■ Your instructions: Could you transcribe the whole listing, keeping every line exactly the same?

■ Source material:

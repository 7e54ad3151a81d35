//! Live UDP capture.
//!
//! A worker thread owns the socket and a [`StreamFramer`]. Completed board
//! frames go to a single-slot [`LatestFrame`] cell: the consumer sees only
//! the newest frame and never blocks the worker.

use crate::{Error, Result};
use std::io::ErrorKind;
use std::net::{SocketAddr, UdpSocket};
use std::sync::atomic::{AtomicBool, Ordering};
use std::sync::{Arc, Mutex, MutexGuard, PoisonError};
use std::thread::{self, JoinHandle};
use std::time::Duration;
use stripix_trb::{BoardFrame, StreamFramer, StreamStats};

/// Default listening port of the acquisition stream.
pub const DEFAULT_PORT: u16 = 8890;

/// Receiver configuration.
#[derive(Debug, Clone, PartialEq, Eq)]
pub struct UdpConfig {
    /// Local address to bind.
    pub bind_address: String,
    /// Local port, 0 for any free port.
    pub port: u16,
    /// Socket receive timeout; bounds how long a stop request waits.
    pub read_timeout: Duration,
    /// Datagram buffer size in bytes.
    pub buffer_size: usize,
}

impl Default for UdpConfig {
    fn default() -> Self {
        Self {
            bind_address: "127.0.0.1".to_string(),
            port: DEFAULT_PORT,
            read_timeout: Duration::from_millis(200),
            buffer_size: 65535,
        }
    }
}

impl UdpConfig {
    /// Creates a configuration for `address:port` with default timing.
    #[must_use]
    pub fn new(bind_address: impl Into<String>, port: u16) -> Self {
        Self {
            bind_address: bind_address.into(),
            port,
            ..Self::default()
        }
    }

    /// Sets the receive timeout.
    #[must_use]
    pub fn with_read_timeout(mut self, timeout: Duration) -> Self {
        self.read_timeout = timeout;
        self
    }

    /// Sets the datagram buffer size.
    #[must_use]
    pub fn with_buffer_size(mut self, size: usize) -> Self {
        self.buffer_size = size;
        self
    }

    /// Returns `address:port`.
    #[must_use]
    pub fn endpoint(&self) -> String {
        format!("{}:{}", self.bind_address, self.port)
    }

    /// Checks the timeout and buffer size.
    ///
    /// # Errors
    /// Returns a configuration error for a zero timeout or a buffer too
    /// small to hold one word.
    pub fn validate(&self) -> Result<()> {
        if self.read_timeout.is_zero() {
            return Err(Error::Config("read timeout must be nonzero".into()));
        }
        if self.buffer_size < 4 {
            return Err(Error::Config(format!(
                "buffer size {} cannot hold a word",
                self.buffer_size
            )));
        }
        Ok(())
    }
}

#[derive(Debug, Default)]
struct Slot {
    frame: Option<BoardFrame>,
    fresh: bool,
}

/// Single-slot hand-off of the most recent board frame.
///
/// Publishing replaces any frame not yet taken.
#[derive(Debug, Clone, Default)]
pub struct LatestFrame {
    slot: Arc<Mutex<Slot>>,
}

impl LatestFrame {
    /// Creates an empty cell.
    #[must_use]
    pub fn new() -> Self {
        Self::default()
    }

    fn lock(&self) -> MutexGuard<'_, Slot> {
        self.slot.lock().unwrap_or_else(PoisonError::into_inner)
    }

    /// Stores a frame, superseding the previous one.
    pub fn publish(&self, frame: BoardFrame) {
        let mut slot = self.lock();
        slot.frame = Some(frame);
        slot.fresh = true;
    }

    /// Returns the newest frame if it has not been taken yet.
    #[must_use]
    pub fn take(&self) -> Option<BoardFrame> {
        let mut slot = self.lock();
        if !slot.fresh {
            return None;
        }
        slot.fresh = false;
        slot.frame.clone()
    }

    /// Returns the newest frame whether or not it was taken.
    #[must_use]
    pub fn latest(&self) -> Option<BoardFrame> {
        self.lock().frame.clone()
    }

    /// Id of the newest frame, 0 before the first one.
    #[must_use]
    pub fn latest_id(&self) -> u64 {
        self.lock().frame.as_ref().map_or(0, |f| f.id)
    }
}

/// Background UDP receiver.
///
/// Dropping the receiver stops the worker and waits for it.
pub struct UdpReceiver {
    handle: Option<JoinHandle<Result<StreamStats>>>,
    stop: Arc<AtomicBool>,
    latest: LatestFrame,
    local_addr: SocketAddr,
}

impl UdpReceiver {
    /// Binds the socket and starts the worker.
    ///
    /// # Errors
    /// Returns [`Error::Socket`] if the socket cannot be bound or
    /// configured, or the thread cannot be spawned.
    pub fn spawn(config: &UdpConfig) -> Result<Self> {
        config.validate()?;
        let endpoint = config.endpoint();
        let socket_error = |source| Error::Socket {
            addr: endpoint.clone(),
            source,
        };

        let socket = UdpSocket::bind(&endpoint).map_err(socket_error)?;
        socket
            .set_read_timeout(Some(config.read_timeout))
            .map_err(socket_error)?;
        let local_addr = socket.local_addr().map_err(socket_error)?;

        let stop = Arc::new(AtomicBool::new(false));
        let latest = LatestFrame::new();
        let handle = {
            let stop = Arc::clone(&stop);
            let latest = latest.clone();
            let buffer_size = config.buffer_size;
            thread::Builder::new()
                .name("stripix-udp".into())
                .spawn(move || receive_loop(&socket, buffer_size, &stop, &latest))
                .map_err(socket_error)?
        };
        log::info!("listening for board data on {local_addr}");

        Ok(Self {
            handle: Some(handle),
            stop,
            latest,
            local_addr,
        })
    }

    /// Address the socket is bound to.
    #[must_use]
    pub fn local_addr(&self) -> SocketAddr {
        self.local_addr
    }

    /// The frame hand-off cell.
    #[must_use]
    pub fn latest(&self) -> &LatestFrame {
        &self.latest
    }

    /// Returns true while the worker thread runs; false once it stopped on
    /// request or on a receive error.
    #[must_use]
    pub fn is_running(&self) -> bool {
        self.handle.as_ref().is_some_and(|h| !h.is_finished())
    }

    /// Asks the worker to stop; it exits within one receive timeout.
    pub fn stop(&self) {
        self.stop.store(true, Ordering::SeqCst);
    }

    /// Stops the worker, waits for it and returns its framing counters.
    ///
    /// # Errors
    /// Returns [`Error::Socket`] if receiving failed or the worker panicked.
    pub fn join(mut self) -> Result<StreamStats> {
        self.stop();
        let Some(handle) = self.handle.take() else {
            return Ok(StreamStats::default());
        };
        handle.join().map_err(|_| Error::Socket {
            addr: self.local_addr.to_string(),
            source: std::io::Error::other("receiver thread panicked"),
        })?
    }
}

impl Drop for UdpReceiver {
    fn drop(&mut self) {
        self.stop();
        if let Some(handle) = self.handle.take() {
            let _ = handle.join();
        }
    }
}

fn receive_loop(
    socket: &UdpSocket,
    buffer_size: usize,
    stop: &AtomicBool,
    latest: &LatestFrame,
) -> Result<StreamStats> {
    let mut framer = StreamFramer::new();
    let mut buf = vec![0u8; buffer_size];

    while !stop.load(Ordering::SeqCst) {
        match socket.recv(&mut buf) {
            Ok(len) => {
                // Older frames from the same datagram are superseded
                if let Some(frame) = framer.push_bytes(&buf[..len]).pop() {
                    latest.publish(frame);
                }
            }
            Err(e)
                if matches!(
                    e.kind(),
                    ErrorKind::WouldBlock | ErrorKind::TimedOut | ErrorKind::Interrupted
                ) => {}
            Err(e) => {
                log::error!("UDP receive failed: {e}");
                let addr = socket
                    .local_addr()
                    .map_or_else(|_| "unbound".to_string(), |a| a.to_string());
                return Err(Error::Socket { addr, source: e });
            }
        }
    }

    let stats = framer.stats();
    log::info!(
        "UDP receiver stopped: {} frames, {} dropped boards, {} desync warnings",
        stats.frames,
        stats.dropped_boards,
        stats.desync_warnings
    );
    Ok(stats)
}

■ Solution for this problem:
repository 7e54ad3151a81d35
//! Live UDP capture.
//!
//! A worker thread owns the socket and a [`StreamFramer`]. Completed board
//! frames go to a single-slot [`LatestFrame`] cell: the consumer sees only
//! the newest frame and never blocks the worker.

use crate::{Error, Result};
use std::io::ErrorKind;
use std::net::{SocketAddr, UdpSocket};
use std::sync::atomic::{AtomicBool, Ordering};
use std::sync::{Arc, Mutex, MutexGuard, PoisonError};
use std::thread::{self, JoinHandle};
use std::time::Duration;
use stripix_trb::{BoardFrame, StreamFramer, StreamStats};

/// Default listening port of the acquisition stream.
pub const DEFAULT_PORT: u16 = 8890;

/// Receiver configuration.
#[derive(Debug, Clone, PartialEq, Eq)]
pub struct UdpConfig {
    /// Local address to bind.
    pub bind_address: String,
    /// Local port, 0 for any free port.
    pub port: u16,
    /// Socket receive timeout; bounds how long a stop request waits.
    pub read_timeout: Duration,
    /// Datagram buffer size in bytes.
    pub buffer_size: usize,
}

impl Default for UdpConfig {
    fn default() -> Self {
        Self {
            bind_address: "127.0.0.1".to_string(),
            port: DEFAULT_PORT,
            read_timeout: Duration::from_millis(200),
            buffer_size: 65535,
        }
    }
}

impl UdpConfig {
    /// Creates a configuration for `address:port` with default timing.
    #[must_use]
    pub fn new(bind_address: impl Into<String>, port: u16) -> Self {
        Self {
            bind_address: bind_address.into(),
            port,
            ..Self::default()
        }
    }

    /// Sets the receive timeout.
    #[must_use]
    pub fn with_read_timeout(mut self, timeout: Duration) -> Self {
        self.read_timeout = timeout;
        self
    }

    /// Sets the datagram buffer size.
    #[must_use]
    pub fn with_buffer_size(mut self, size: usize) -> Self {
        self.buffer_size = size;
        self
    }

    /// Returns `address:port`.
    #[must_use]
    pub fn endpoint(&self) -> String {
        format!("{}:{}", self.bind_address, self.port)
    }

    /// Checks the timeout and buffer size.
    ///
    /// # Errors
    /// Returns a configuration error for a zero timeout or a buffer too
    /// small to hold one word.
    pub fn validate(&self) -> Result<()> {
        if self.read_timeout.is_zero() {
            return Err(Error::Config("read timeout must be nonzero".into()));
        }
        if self.buffer_size < 4 {
            return Err(Error::Config(format!(
                "buffer size {} cannot hold a word",
                self.buffer_size
            )));
        }
        Ok(())
    }
}

#[derive(Debug, Default)]
struct Slot {
    frame: Option<BoardFrame>,
    fresh: bool,
}

/// Single-slot hand-off of the most recent board frame.
///
/// Publishing replaces any frame not yet taken.
#[derive(Debug, Clone, Default)]
pub struct LatestFrame {
    slot: Arc<Mutex<Slot>>,
}

impl LatestFrame {
    /// Creates an empty cell.
    #[must_use]
    pub fn new() -> Self {
        Self::default()
    }

    fn lock(&self) -> MutexGuard<'_, Slot> {
        self.slot.lock().unwrap_or_else(PoisonError::into_inner)
    }

    /// Stores a frame, superseding the previous one.
    pub fn publish(&self, frame: BoardFrame) {
        let mut slot = self.lock();
        slot.frame = Some(frame);
        slot.fresh = true;
    }

    /// Returns the newest frame if it has not been taken yet.
    #[must_use]
    pub fn take(&self) -> Option<BoardFrame> {
        let mut slot = self.lock();
        if !slot.fresh {
            return None;
        }
        slot.fresh = false;
        slot.frame.clone()
    }

    /// Returns the newest frame whether or not it was taken.
    #[must_use]
    pub fn latest(&self) -> Option<BoardFrame> {
        self.lock().frame.clone()
    }

    /// Id of the newest frame, 0 before the first one.
    #[must_use]
    pub fn latest_id(&self) -> u64 {
        self.lock().frame.as_ref().map_or(0, |f| f.id)
    }
}

/// Background UDP receiver.
///
/// Dropping the receiver stops the worker and waits for it.
pub struct UdpReceiver {
    handle: Option<JoinHandle<Result<StreamStats>>>,
    stop: Arc<AtomicBool>,
    latest: LatestFrame,
    local_addr: SocketAddr,
}

impl UdpReceiver {
    /// Binds the socket and starts the worker.
    ///
    /// # Errors
    /// Returns [`Error::Socket`] if the socket cannot be bound or
    /// configured, or the thread cannot be spawned.
    pub fn spawn(config: &UdpConfig) -> Result<Self> {
        config.validate()?;
        let endpoint = config.endpoint();
        let socket_error = |source| Error::Socket {
            addr: endpoint.clone(),
            source,
        };

        let socket = UdpSocket::bind(&endpoint).map_err(socket_error)?;
        socket
            .set_read_timeout(Some(config.read_timeout))
            .map_err(socket_error)?;
        let local_addr = socket.local_addr().map_err(socket_error)?;

        let stop = Arc::new(AtomicBool::new(false));
        let latest = LatestFrame::new();
        let handle = {
            let stop = Arc::clone(&stop);
            let latest = latest.clone();
            let buffer_size = config.buffer_size;
            thread::Builder::new()
                .name("stripix-udp".into())
                .spawn(move || receive_loop(&socket, buffer_size, &stop, &latest))
                .map_err(socket_error)?
        };
        log::info!("listening for board data on {local_addr}");

        Ok(Self {
            handle: Some(handle),
            stop,
            latest,
            local_addr,
        })
    }

    /// Address the socket is bound to.
    #[must_use]
    pub fn local_addr(&self) -> SocketAddr {
        self.local_addr
    }

    /// The frame hand-off cell.
    #[must_use]
    pub fn latest(&self) -> &LatestFrame {
        &self.latest
    }

    /// Returns true while the worker thread runs; false once it stopped on
    /// request or on a receive error.
    #[must_use]
    pub fn is_running(&self) -> bool {
        self.handle.as_ref().is_some_and(|h| !h.is_finished())
    }

    /// Asks the worker to stop; it exits within one receive timeout.
    pub fn stop(&self) {
        self.stop.store(true, Ordering::SeqCst);
    }

    /// Stops the worker, waits for it and returns its framing counters.
    ///
    /// # Errors
    /// Returns [`Error::Socket`] if receiving failed or the worker panicked.
    pub fn join(mut self) -> Result<StreamStats> {
        self.stop();
        let Some(handle) = self.handle.take() else {
            return Ok(StreamStats::default());
        };
        handle.join().map_err(|_| Error::Socket {
            addr: self.local_addr.to_string(),
            source: std::io::Error::other("receiver thread panicked"),
        })?
    }
}

impl Drop for UdpReceiver {
    fn drop(&mut self) {
        self.stop();
        if let Some(handle) = self.handle.take() {
            let _ = handle.join();
        }
    }
}

fn receive_loop(
    socket: &UdpSocket,
    buffer_size: usize,
    stop: &AtomicBool,
    latest: &LatestFrame,
) -> Result<StreamStats> {
    let mut framer = StreamFramer::new();
    let mut buf = vec![0u8; buffer_size];

    while !stop.load(Ordering::SeqCst) {
        match socket.recv(&mut buf) {
            Ok(len) => {
                // Older frames from the same datagram are superseded
                if let Some(frame) = framer.push_bytes(&buf[..len]).pop() {
                    latest.publish(frame);
                }
            }
            Err(e)
                if matches!(
                    e.kind(),
                    ErrorKind::WouldBlock | ErrorKind::TimedOut | ErrorKind::Interrupted
                ) => {}
            Err(e) => {
                log::error!("UDP receive failed: {e}");
                let addr = socket
                    .local_addr()
                    .map_or_else(|_| "unbound".to_string(), |a| a.to_string());
                return Err(Error::Socket { addr, source: e });
            }
        }
    }

    let stats = framer.stats();
    log::info!(
        "UDP receiver stopped: {} frames, {} dropped boards, {} desync warnings",
        stats.frames,
        stats.dropped_boards,
        stats.desync_warnings
    );
    Ok(stats)
}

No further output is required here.